Siegfried development benchmarks
Sat, 11 Mar 2023 16:48:08 UTC
Environment
These benchmarks were run on a m3.small.x86 machine that was automatically provisioned.
Specs for the m3.small.x86: 8 cores @ 2.8 GHz, 64GB RAM, 960 GB SSD.
You can inspect the commands that were run to generate these benchmarks here.
Tool | Version |
---|---|
master | siegfried 1.9.6 /root/siegfried/default.sig (2022-11-06T17:44:52+01:00) identifiers: - pronom: DROID_SignatureFile_V109.xml; container-signature-20221102.xml |
develop | siegfried 1.9.6 /root/siegfried/dev.sig (2023-03-11T16:48:09Z) identifiers: - pronom: DROID_SignatureFile_V109.xml; container-signature-20221102.xml |
iPRES Systems Showcase
A corpus created for the 2014 iPRES conference comprising 2,206 files (5GB). Represents a range of formats, including AV and some uncommon types. Sourced from http://www.webarchive.org.uk/datasets/ipres.ds.1/.

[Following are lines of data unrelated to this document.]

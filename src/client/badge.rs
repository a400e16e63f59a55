//! Badges and the cards issued on them

use chrono::{DateTime, Utc};
use serde::{Deserialize, Serialize};

use crate::types::{BadgeId, CardId, ClientId, Cutoff};

/// The access credential record of one client
#[derive(Debug, Clone, PartialEq, Eq, Serialize, Deserialize)]
pub struct Badge {
    /// Badge identifier
    pub id: BadgeId,
    /// Owning client (one badge per client)
    pub client_id: ClientId,
    /// When the badge was issued
    pub issued_on: DateTime<Utc>,
}

impl Badge {
    /// Create a new badge
    pub fn new(id: BadgeId, client_id: ClientId, issued_on: DateTime<Utc>) -> Self {
        Self { id, client_id, issued_on }
    }
}

/// A physical card held on a badge.
///
/// A badge accumulates cards over time through replacements and renewals; only
/// cards that have not expired grant access.
#[derive(Debug, Clone, PartialEq, Eq, Serialize, Deserialize)]
pub struct Card {
    /// Card identifier
    pub id: CardId,
    /// Badge the card belongs to
    pub badge_id: BadgeId,
    /// Client owning the badge
    pub client_id: ClientId,
    /// Number printed on / encoded in the card
    pub number: String,
    /// Instant the card stops granting access
    pub expire_on: DateTime<Utc>,
}

impl Card {
    /// Check if the card grants access at `at`
    pub fn is_active_at(&self, at: DateTime<Utc>) -> bool {
        at < self.expire_on
    }

    /// Check if the card is still active at `now` but lapses on or before `cutoff`
    pub fn expires_by(&self, now: DateTime<Utc>, cutoff: &Cutoff) -> bool {
        self.is_active_at(now) && cutoff.admits_until(self.expire_on)
    }
}
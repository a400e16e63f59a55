//! Properties of occupancy, session search, export and violation detection
//!
//! Each test builds a small event history in the in-memory store and checks a
//! property that must hold for any history.

use chrono::{DateTime, Duration, NaiveDate, TimeZone, Utc};
use physical_access_engine::prelude::*;
use std::sync::Arc;

fn at(hour: u32, minute: u32) -> DateTime<Utc> {
    Utc.with_ymd_and_hms(2024, 1, 1, hour, minute, 0).unwrap()
}

fn day() -> NaiveDate {
    NaiveDate::from_ymd_opt(2024, 1, 1).unwrap()
}

fn service_at(store: InMemoryStore, now: DateTime<Utc>) -> PhysicalAccessService<InMemoryStore> {
    PhysicalAccessService::with_clock(store, &EngineConfig::default(), Arc::new(FixedClock::new(now)))
}

/// Swipes for three clients across two areas, including same-instant ties
fn busy_store() -> InMemoryStore {
    let store = InMemoryStore::new();
    let bay = store.add_area("Bay 1", Some("cleanroom"));
    let robin = store.add_area("ROBIN", Some("robin"));

    let swipes = [
        (1, bay, Direction::In, at(8, 0)),
        (2, bay, Direction::In, at(8, 5)),
        (1, robin, Direction::In, at(8, 30)),
        (1, bay, Direction::Out, at(9, 0)),
        (3, robin, Direction::In, at(9, 0)),
        (3, robin, Direction::Out, at(9, 0)),
        (2, bay, Direction::Out, at(10, 0)),
        (2, bay, Direction::In, at(10, 0)),
        (3, robin, Direction::In, at(11, 0)),
        (1, robin, Direction::Out, at(12, 0)),
    ];
    for (client, area, direction, ts) in swipes {
        store.record_event(ClientId(client), area, direction, ts);
    }
    store
}

/// Every reported occupant's last lane event before the instant is an entry
#[test]
fn test_occupants_last_event_is_entry() {
    let service = service_at(busy_store(), at(23, 0));

    for hour in 7..14 {
        let instant = at(hour, 0);
        let occupants = service.currently_in_at("all", instant).unwrap();
        let history = service
            .get_raw_events(DateTime::<Utc>::MIN_UTC, instant, ClientId(0), AreaId(0))
            .unwrap();

        for occupant in &occupants {
            let last = history
                .iter()
                .filter(|e| e.client_id == occupant.client_id && e.area_id == occupant.area_id)
                .last()
                .expect("occupant has history");
            assert_eq!(last.direction, Direction::In, "occupant {:?} at {}", occupant, instant);
            assert_eq!(last.id, occupant.entry_event);
        }

        // And every lane whose last event is an entry is reported
        let mut lanes: Vec<_> = history.iter().map(|e| (e.client_id, e.area_id)).collect();
        lanes.sort();
        lanes.dedup();
        for (client, area) in lanes {
            let last = history.iter().filter(|e| e.client_id == client && e.area_id == area).last();
            let inside = occupants.iter().any(|o| o.client_id == client && o.area_id == area);
            assert_eq!(last.map(|e| e.direction == Direction::In), Some(inside));
        }
    }
}

/// Same-instant swipes resolve by identifier
#[test]
fn test_same_instant_swipes_resolve_by_identifier() {
    let service = service_at(busy_store(), at(10, 30));
    let inside = service.currently_in("cleanroom").unwrap();

    // Client 2 swiped OUT then IN at 10:00; the later identifier wins
    assert_eq!(inside.len(), 1);
    assert_eq!(inside[0].client_id, ClientId(2));
}

/// Previous-in and next-out undo each other on a clean pair
#[test]
fn test_previous_in_and_next_out_are_inverse() {
    let store = InMemoryStore::new();
    let area = store.add_area("Bay 1", Some("cleanroom"));
    let entry = store.record_event(ClientId(42), area, Direction::In, at(9, 0));
    let exit = store.record_event(ClientId(42), area, Direction::Out, at(9, 45));
    let service = service_at(store, at(12, 0));

    let found_exit = service.find_next_out(entry, at(9, 46)).unwrap().unwrap();
    assert_eq!(found_exit.id, exit);

    let found_entry = service.find_previous_in(exit, at(8, 59)).unwrap().unwrap();
    assert_eq!(found_entry.id, entry);
}

/// Searching from an unknown event is a validation error
#[test]
fn test_search_from_unknown_event() {
    let service = service_at(busy_store(), at(12, 0));
    assert!(matches!(
        service.find_next_out(EventId(999), day()),
        Err(EngineError::Validation(_))
    ));
}

/// Raw export is stable and prepared export has no duplicate rows
#[test]
fn test_export_idempotence_and_deduplication() {
    let store = busy_store();
    let bay = AreaId(1);
    store.record_event(ClientId(1), bay, Direction::In, at(8, 0));
    let service = service_at(store, at(23, 0));

    let first = service.get_raw_events(day(), day(), ClientId(0), AreaId(0)).unwrap();
    let second = service.get_raw_events(day(), day(), ClientId(0), AreaId(0)).unwrap();
    assert_eq!(first, second);
    assert!(first.windows(2).all(|pair| pair[0].precedes(&pair[1])));

    let prepared = service.get_events(day(), day(), ClientId(0), AreaId(0)).unwrap();
    assert_eq!(prepared.len(), first.len() - 1);
    for (i, a) in prepared.iter().enumerate() {
        for b in &prepared[i + 1..] {
            assert_ne!(
                (a.client_id, a.area_id, a.direction, a.timestamp),
                (b.client_id, b.area_id, b.direction, b.timestamp)
            );
        }
    }
}

/// Consecutive entries are a double entry; alternating swipes are clean
#[test]
fn test_double_entry_versus_clean_alternation() {
    let store = InMemoryStore::new();
    let area = store.add_area("Bay 1", None);
    store.record_event(ClientId(1), area, Direction::In, at(9, 0));
    store.record_event(ClientId(1), area, Direction::In, at(9, 5));
    store.record_event(ClientId(2), area, Direction::In, at(9, 0));
    store.record_event(ClientId(2), area, Direction::Out, at(9, 30));
    store.record_event(ClientId(2), area, Direction::In, at(10, 0));
    store.record_event(ClientId(2), area, Direction::Out, at(10, 30));
    let service = service_at(store, at(12, 0));

    let clients = service.get_passback_violations(day(), day()).unwrap();
    assert_eq!(clients.into_iter().collect::<Vec<_>>(), vec![ClientId(1)]);

    let records = service.get_violations(day(), day()).unwrap();
    assert_eq!(records.len(), 1);
    assert_eq!(records[0].kind, ViolationKind::DoubleEntry);
    assert_eq!(records[0].offending.timestamp, at(9, 5));
}

/// A stay that started before the window is not an orphan exit
#[test]
fn test_window_boundary_look_behind() {
    let store = InMemoryStore::new();
    let area = store.add_area("Bay 1", None);
    store.record_event(ClientId(1), area, Direction::In, at(0, 0) - Duration::hours(2));
    store.record_event(ClientId(1), area, Direction::Out, at(7, 0));

    let relaxed = service_at(store, at(12, 0));
    assert!(relaxed.get_passback_violations(day(), day()).unwrap().is_empty());

    let mut config = EngineConfig::default();
    config.violation_look_behind = false;
    let strict = PhysicalAccessService::with_clock(
        InMemoryStore::from_dataset((*relaxed.store().snapshot()).clone()).unwrap(),
        &config,
        Arc::new(FixedClock::new(at(12, 0))),
    );
    let records = strict.get_violations(day(), day()).unwrap();
    assert_eq!(records.len(), 1);
    assert_eq!(records[0].kind, ViolationKind::OrphanExit);
}

fn disabled_client_service(disabled_days_ago: i64) -> PhysicalAccessService<InMemoryStore> {
    let now = at(12, 0);
    let service = service_at(InMemoryStore::new(), now);
    service
        .add_client(NewClient {
            client_id: ClientId(42),
            user_name: "jdoe".to_string(),
            first_name: "Jane".to_string(),
            last_name: "Doe".to_string(),
            expire_on: None,
        })
        .unwrap();
    service.disable_access(ClientId(42), Some(now - Duration::days(disabled_days_ago))).unwrap();
    service
}

/// Re-enable is allowed ten days after disabling with a thirty day window
#[test]
fn test_reenable_allowed_within_window() {
    let service = disabled_client_service(10);
    assert!(service.allow_reenable(ClientId(42), 30).unwrap());
}

/// Re-enable is refused forty days after disabling with a thirty day window
#[test]
fn test_reenable_refused_outside_window() {
    let service = disabled_client_service(40);
    assert!(!service.allow_reenable(ClientId(42), 30).unwrap());
}
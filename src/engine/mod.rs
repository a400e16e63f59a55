//! Correlation engine components
//!
//! # Overview
//!
//! - **OccupancyResolver**: who is inside a selection of areas
//! - **SessionPairer**: entry/exit sessions and previous-entry / next-exit search
//! - **ViolationDetector**: double-entry and orphan-exit passback anomalies
//! - **AccessLifecycle**: client add, enable, disable and re-enable eligibility
//! - **EventExporter**: raw and de-duplicated event export
//! - **Clock**: source of "now" for time-relative decisions
//!
//! Components hold only configuration. Every operation reads through the
//! [`UnitOfWork`](crate::store::UnitOfWork) it is handed, so the result is a
//! pure function of that snapshot.

pub mod clock;
pub mod error;
pub mod export;
pub mod lifecycle;
pub mod occupancy;
pub mod sessions;
pub mod violations;

// Re-export all public types for convenience
pub use clock::*;
pub use error::*;
pub use export::*;
pub use lifecycle::*;
pub use occupancy::*;
pub use sessions::*;
pub use violations::*;
//! Physical Access Engine
//!
//! Correlates a raw stream of badge-swipe events (entries and exits across lab
//! areas) into occupancy, paired entry/exit sessions and passback anomalies,
//! and manages the access lifecycle of badge holders.
//!
//! # Overview
//!
//! The engine reads through a data-access contract ([`store::DataAccess`] and
//! [`store::UnitOfWork`]) so any store can sit behind it. Each service call
//! works on one consistent snapshot, so results are pure functions of the
//! event history.
//!
//! ## Key Features
//!
//! - **Occupancy**: who is inside an area alias now, or as of any instant
//! - **Session Pairing**: entry/exit sessions and nearest previous-entry / next-exit search
//! - **Passback Detection**: double entries and orphan exits per client and area
//! - **Access Lifecycle**: add, enable and disable clients; re-enable eligibility
//! - **Event Export**: raw and de-duplicated event streams
//!
//! ## Quick Start
//!
//! ```rust
//! use physical_access_engine::prelude::*;
//! use chrono::{TimeZone, Utc};
//!
//! let store = InMemoryStore::new();
//! let bay = store.add_area("Cleanroom Bay 1", Some("cleanroom"));
//! let entered = Utc.with_ymd_and_hms(2024, 1, 1, 9, 0, 0).unwrap();
//! store.record_event(ClientId(42), bay, Direction::In, entered);
//!
//! let service = PhysicalAccessService::new(store, &EngineConfig::default());
//! let inside = service.currently_in("cleanroom")?;
//! assert_eq!(inside[0].client_id, ClientId(42));
//! # Ok::<(), EngineError>(())
//! ```
//!
//! ## Module Organization
//!
//! - [`types`]: identifiers, enums, cutoffs and configuration
//! - [`client`]: clients, badges and cards
//! - [`area`]: areas and alias resolution
//! - [`events`]: swipe events, timelines and derived records
//! - [`store`]: the data-access contract and the in-memory store
//! - [`engine`]: occupancy, sessions, violations, lifecycle and export
//! - [`service`]: the [`PhysicalAccessService`] facade
//! - [`output`]: JSON-lines and CSV result writers
//! - [`logging`]: tracing subscriber setup
//!
//! ## Architecture
//!
//! ```text
//! ┌─────────────┐    ┌─────────────┐    ┌─────────────┐
//! │   Types     │    │   Client    │    │    Area     │
//! │             │◄───┤ Badge       │    │ Selector    │
//! │ Identifiers │    │ Card        │    │             │
//! │ Cutoffs     │    └─────────────┘    └─────────────┘
//! │ Config      │           ▲                  ▲
//! └─────────────┘           │                  │
//!        ▲           ┌─────────────┐    ┌─────────────┐
//!        │           │   Store     │◄───┤   Engine    │
//! ┌─────────────┐    │ DataAccess  │    │ Occupancy   │
//! │   Events    │◄───┤ UnitOfWork  │    │ Sessions    │
//! │ Timeline    │    │ InMemory    │    │ Violations  │
//! └─────────────┘    └─────────────┘    └─────────────┘
//!                                              ▲
//!                                       ┌─────────────┐
//!                                       │   Service   │
//!                                       └─────────────┘
//! ```
#![warn(missing_docs, missing_debug_implementations, unreachable_pub)]

// Module declarations
pub mod area;
pub mod client;
pub mod engine;
pub mod events;
pub mod logging;
pub mod output;
pub mod service;
pub mod store;
pub mod types;

// Core types and identifiers
pub use types::{
    AccessStatus, AreaId, BadgeId, CardId, ClientId, ConfigValidationError, Cutoff, Direction,
    EngineConfig, EventId, NeverDisabledPolicy, OutputFormat, TimeRange, ViolationKind,
};

// Records
pub use area::{Area, AreaSelector};
pub use client::{Badge, Card, Client, NewClient};
pub use events::{BadgeInArea, Event, EventQuery, Occupant, Session, Timeline, ViolationRecord};

// Engine and service
pub use engine::{Clock, EngineError, EngineResult, FixedClock, SystemClock};
pub use logging::LoggingConfig;
pub use service::PhysicalAccessService;
pub use store::{DataAccess, InMemoryStore, StoreError, UnitOfWork};

/// Commonly used items in one import
pub mod prelude {
    pub use crate::engine::{Clock, EngineError, EngineResult, FixedClock, SystemClock};
    pub use crate::events::{Event, Occupant, Session, ViolationRecord};
    pub use crate::service::PhysicalAccessService;
    pub use crate::store::{DataAccess, Dataset, InMemoryStore, UnitOfWork};
    pub use crate::types::{
        AreaId, ClientId, Cutoff, Direction, EngineConfig, EventId, TimeRange, ViolationKind,
    };
    pub use crate::client::NewClient;
}
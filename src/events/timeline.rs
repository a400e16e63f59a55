//! Chronological per-lane view of an event set
//!
//! The session pairer, occupancy resolver and violation detector all work on
//! the same view: events grouped by (client, area) and sorted by
//! `(timestamp, id)` within each group.

use std::collections::BTreeMap;

use super::{sort_chronologically, Event, Lane};

/// Events grouped into chronologically sorted lanes
#[derive(Debug, Clone, Default)]
pub struct Timeline {
    lanes: BTreeMap<Lane, Vec<Event>>,
}

impl Timeline {
    /// Build a timeline from an arbitrary event set
    pub fn from_events(events: impl IntoIterator<Item = Event>) -> Self {
        let mut lanes: BTreeMap<Lane, Vec<Event>> = BTreeMap::new();
        for event in events {
            lanes.entry(event.lane()).or_default().push(event);
        }
        for lane in lanes.values_mut() {
            sort_chronologically(lane);
        }
        Self { lanes }
    }

    /// Iterate over lanes in (client, area) order
    pub fn lanes(&self) -> impl Iterator<Item = (&Lane, &[Event])> {
        self.lanes.iter().map(|(lane, events)| (lane, events.as_slice()))
    }

    /// Events of one lane, empty if the lane has none
    pub fn lane(&self, lane: &Lane) -> &[Event] {
        self.lanes.get(lane).map(Vec::as_slice).unwrap_or(&[])
    }

    /// Chronologically last event of every lane
    pub fn last_events(&self) -> impl Iterator<Item = &Event> {
        self.lanes.values().filter_map(|events| events.last())
    }

    /// Number of lanes
    pub fn lane_count(&self) -> usize {
        self.lanes.len()
    }

    /// Total number of events
    pub fn event_count(&self) -> usize {
        self.lanes.values().map(Vec::len).sum()
    }

    /// Check if the timeline holds no events
    pub fn is_empty(&self) -> bool {
        self.lanes.is_empty()
    }
}

#[cfg(test)]
mod tests {
    use super::*;
    use crate::types::{AreaId, ClientId, Direction, EventId};
    use chrono::{TimeZone, Utc};

    fn event(id: i64, client: i32, area: i32, direction: Direction, minute: u32) -> Event {
        Event::new(
            EventId(id),
            ClientId(client),
            AreaId(area),
            direction,
            Utc.with_ymd_and_hms(2024, 1, 1, 9, minute, 0).unwrap(),
        )
    }

    #[test]
    fn test_groups_and_sorts_lanes() {
        let timeline = Timeline::from_events(vec![
            event(4, 1, 1, Direction::Out, 30),
            event(2, 2, 1, Direction::In, 5),
            event(1, 1, 1, Direction::In, 0),
            event(3, 1, 2, Direction::In, 10),
        ]);

        assert_eq!(timeline.lane_count(), 3);
        assert_eq!(timeline.event_count(), 4);

        let lane = timeline.lane(&Lane::new(ClientId(1), AreaId(1)));
        assert_eq!(lane.iter().map(|e| e.id).collect::<Vec<_>>(), vec![EventId(1), EventId(4)]);

        let last: Vec<_> = timeline.last_events().map(|e| e.id).collect();
        assert_eq!(last, vec![EventId(4), EventId(3), EventId(2)]);
    }

    #[test]
    fn test_missing_lane_is_empty() {
        let timeline = Timeline::from_events(Vec::new());
        assert!(timeline.is_empty());
        assert!(timeline.lane(&Lane::new(ClientId(1), AreaId(1))).is_empty());
    }
}
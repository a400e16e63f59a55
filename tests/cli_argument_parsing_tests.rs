//! Tests for CLI argument parsing and configuration layering
//!
//! These tests verify that subcommands and global flags parse into the
//! expected values, and that command line options override the config file.

use physical_access_engine::types::config::{CliArgs, Command};
use physical_access_engine::types::{
    AreaId, ClientId, Cutoff, EngineConfig, EventId, NeverDisabledPolicy, OutputFormat,
};
use chrono::NaiveDate;
use clap::Parser;
use std::fs;
use tempfile::TempDir;

/// Test that a bare invocation parses with defaults
#[test]
fn test_defaults_without_command() {
    let args = CliArgs::try_parse_from(["physical-access"]).unwrap();
    assert!(args.command.is_none());
    assert!(!args.verbose);
    assert!(!args.strict_window);

    let config = EngineConfig::from_cli_args(&args).unwrap();
    assert_eq!(config.dataset_path, "physical-access.json");
    assert_eq!(config.get_output_format().unwrap(), OutputFormat::Json);
}

/// Test zero-filter defaults on query subcommands
#[test]
fn test_event_query_subcommand() {
    let args = CliArgs::try_parse_from(["physical-access", "events", "2024-01-01", "2024-01-31"])
        .unwrap();

    match args.command {
        Some(Command::Events { start, end, client, area }) => {
            assert_eq!(start, Cutoff::Day(NaiveDate::from_ymd_opt(2024, 1, 1).unwrap()));
            assert_eq!(end, Cutoff::Day(NaiveDate::from_ymd_opt(2024, 1, 31).unwrap()));
            assert_eq!(client, ClientId(0));
            assert_eq!(area, AreaId(0));
        }
        other => panic!("unexpected command: {:?}", other),
    }

    let args = CliArgs::try_parse_from([
        "physical-access",
        "raw-events",
        "2024-01-01T08:00",
        "2024-01-01",
        "--client",
        "CLIENT_42",
        "--area",
        "3",
    ])
    .unwrap();
    match args.command {
        Some(Command::RawEvents { client, area, .. }) => {
            assert_eq!(client, ClientId(42));
            assert_eq!(area, AreaId(3));
        }
        other => panic!("unexpected command: {:?}", other),
    }
}

/// Test alias defaults and the --at option
#[test]
fn test_currently_in_subcommand() {
    let args = CliArgs::try_parse_from(["physical-access", "currently-in"]).unwrap();
    match args.command {
        Some(Command::CurrentlyIn { alias, at }) => {
            assert_eq!(alias, "all");
            assert!(at.is_none());
        }
        other => panic!("unexpected command: {:?}", other),
    }

    let args = CliArgs::try_parse_from([
        "physical-access",
        "currently-in",
        "cleanroom",
        "--at",
        "2024-01-01T10:15",
    ])
    .unwrap();
    match args.command {
        Some(Command::CurrentlyIn { alias, at }) => {
            assert_eq!(alias, "cleanroom");
            assert!(matches!(at, Some(Cutoff::At(_))));
        }
        other => panic!("unexpected command: {:?}", other),
    }
}

/// Test identifier and day-count arguments
#[test]
fn test_search_and_reenable_subcommands() {
    let args =
        CliArgs::try_parse_from(["physical-access", "previous-in", "EVENT_7", "2024-01-01"]).unwrap();
    assert!(matches!(args.command, Some(Command::PreviousIn { event: EventId(7), .. })));

    let args =
        CliArgs::try_parse_from(["physical-access", "allow-reenable", "42", "--days", "10"]).unwrap();
    assert!(matches!(
        args.command,
        Some(Command::AllowReenable { client: ClientId(42), days: Some(10) })
    ));
}

/// Test malformed arguments are rejected by the parser
#[test]
fn test_invalid_arguments_rejected() {
    assert!(CliArgs::try_parse_from(["physical-access", "events", "yesterday", "2024-01-01"])
        .is_err());
    assert!(CliArgs::try_parse_from(["physical-access", "badges", "BADGE_1"]).is_err());
    assert!(CliArgs::try_parse_from(["physical-access", "add-client", "42"]).is_err());
}

/// Test global flags override config file values
#[test]
fn test_cli_overrides_config_file() {
    let dir = TempDir::new().unwrap();
    let path = dir.path().join("engine.json");
    fs::write(
        &path,
        r#"{
            "dataset_path": "from-file.json",
            "output_format": "csv",
            "never_disabled_policy": "allow",
            "default_reenable_days": 14
        }"#,
    )
    .unwrap();

    let args = CliArgs::try_parse_from([
        "physical-access",
        "--config",
        path.to_str().unwrap(),
        "--dataset",
        "from-cli.json",
        "--never-disabled-policy",
        "deny",
        "--strict-window",
        "--require-active-card",
    ])
    .unwrap();
    let config = EngineConfig::from_cli_args(&args).unwrap();

    assert_eq!(config.dataset_path, "from-cli.json");
    assert_eq!(config.get_output_format().unwrap(), OutputFormat::Csv);
    assert_eq!(config.default_reenable_days, 14);
    assert_eq!(config.never_disabled_policy, NeverDisabledPolicy::Deny);
    assert!(config.occupancy_requires_active_card);
    assert!(!config.violation_look_behind);
    assert!(!config.violation_look_ahead);
    assert!(config.validate().is_ok());
}

/// Test invalid policy values surface as configuration errors
#[test]
fn test_invalid_policy_value() {
    let args =
        CliArgs::try_parse_from(["physical-access", "--never-disabled-policy", "maybe"]).unwrap();
    assert!(EngineConfig::from_cli_args(&args).is_err());
}

/// Test validation catches an unsupported output format
#[test]
fn test_invalid_output_format_fails_validation() {
    let args = CliArgs::try_parse_from(["physical-access", "--output-format", "xml"]).unwrap();
    let config = EngineConfig::from_cli_args(&args).unwrap();
    assert!(config.validate().is_err());
}

/// Test negated flags revert settings enabled by the config file
#[test]
fn test_negated_flags_override_config_file() {
    let dir = TempDir::new().unwrap();
    let path = dir.path().join("engine.json");
    fs::write(
        &path,
        r#"{
            "occupancy_requires_active_card": true,
            "violation_look_behind": false,
            "violation_look_ahead": false
        }"#,
    )
    .unwrap();
    let config_path = path.to_str().unwrap();

    let args = CliArgs::try_parse_from(["physical-access", "--config", config_path]).unwrap();
    let config = EngineConfig::from_cli_args(&args).unwrap();
    assert!(config.occupancy_requires_active_card);
    assert!(!config.violation_look_ahead);

    let args = CliArgs::try_parse_from([
        "physical-access",
        "--config",
        config_path,
        "--no-require-active-card",
        "--no-strict-window",
    ])
    .unwrap();
    let config = EngineConfig::from_cli_args(&args).unwrap();
    assert!(!config.occupancy_requires_active_card);
    assert!(config.violation_look_behind);
    assert!(config.violation_look_ahead);

    // The last of a flag pair wins
    let args = CliArgs::try_parse_from([
        "physical-access",
        "--strict-window",
        "--no-strict-window",
        "--no-require-active-card",
        "--require-active-card",
    ])
    .unwrap();
    assert!(!args.strict_window && args.no_strict_window);
    assert!(args.require_active_card && !args.no_require_active_card);
}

Tool | Description | Duration |
---|---|---|
master | Master branch of github.com/richardlehane/siegfried. Corresponds to latest production release. | 8.523974401s |
develop | Develop branch of github.com/richardlehane/siegfried. Tip of development and potentially unstable. | 6.1491848s |
The tools differed in output for 0 files in the corpus.
PRONOM files
A corpus created by Greg Lepore and comprising 1,205 files (2.1GB). Includes a single sample of as many of the PRONOM IDs (PUIDs) that Greg could find.
Tool | Description | Duration |
---|---|---|
master | Master branch of github.com/richardlehane/siegfried. Corresponds to latest production release. | 2.4849831s |
develop | Develop branch of github.com/richardlehane/siegfried. Tip of development and potentially unstable. | 2.81459307s |
The tools differed in output for 0 files in the corpus.
Govdocs (Selected)
A selection from the Govdocs1 corpus comprising 26,124 files (31.4GB). Represents typical office formats, including approx. 15,000 PDFs. Originally sourced from http://openpreservation.org/blog/2012/07/26/1-million-21000-reducing-govdocs-significantly/.
Tool | Description | Duration |
---|---|---|
master | Master branch of github.com/richardlehane/siegfried. Corresponds to latest production release. | 1m38.255584323s |
develop | Develop branch of github.com/richardlehane/siegfried. Tip of development and potentially unstable. | 1m21.271394891s |
The tools differed in output for 0 files in the corpus.
The Deluxe
This benchmark checks multi-ID identification using the deluxe.sig signature file which contains four identifiers: PRONOM, LOC FDDs, freedesktop.org and tika-mimetypes. This benchmark is run against the PRONOM files corpus.
Tool | Description | Duration |
---|---|---|
master | Master branch of github.com/richardlehane/siegfried. Corresponds to latest production release. | 8.164152783s |
develop | Develop branch of github.com/richardlehane/siegfried. Tip of development and potentially unstable. | 4.291704763s |
The tools differed in output for 0 files in the corpus.
Unzipping
This benchmark checks the `sf -z` command (scans within zip files and other container formats) when run against the iPres corpus.
Tool | Description | Duration |
---|---|---|
master | Master branch of github.com/richardlehane/siegfried. Corresponds to latest production release. | 24.56926464s |
develop | Develop branch of github.com/richardlehane/siegfried. Tip of development and potentially unstable. | 19.338825617s |
The tools differed in output for 0 files in the corpus.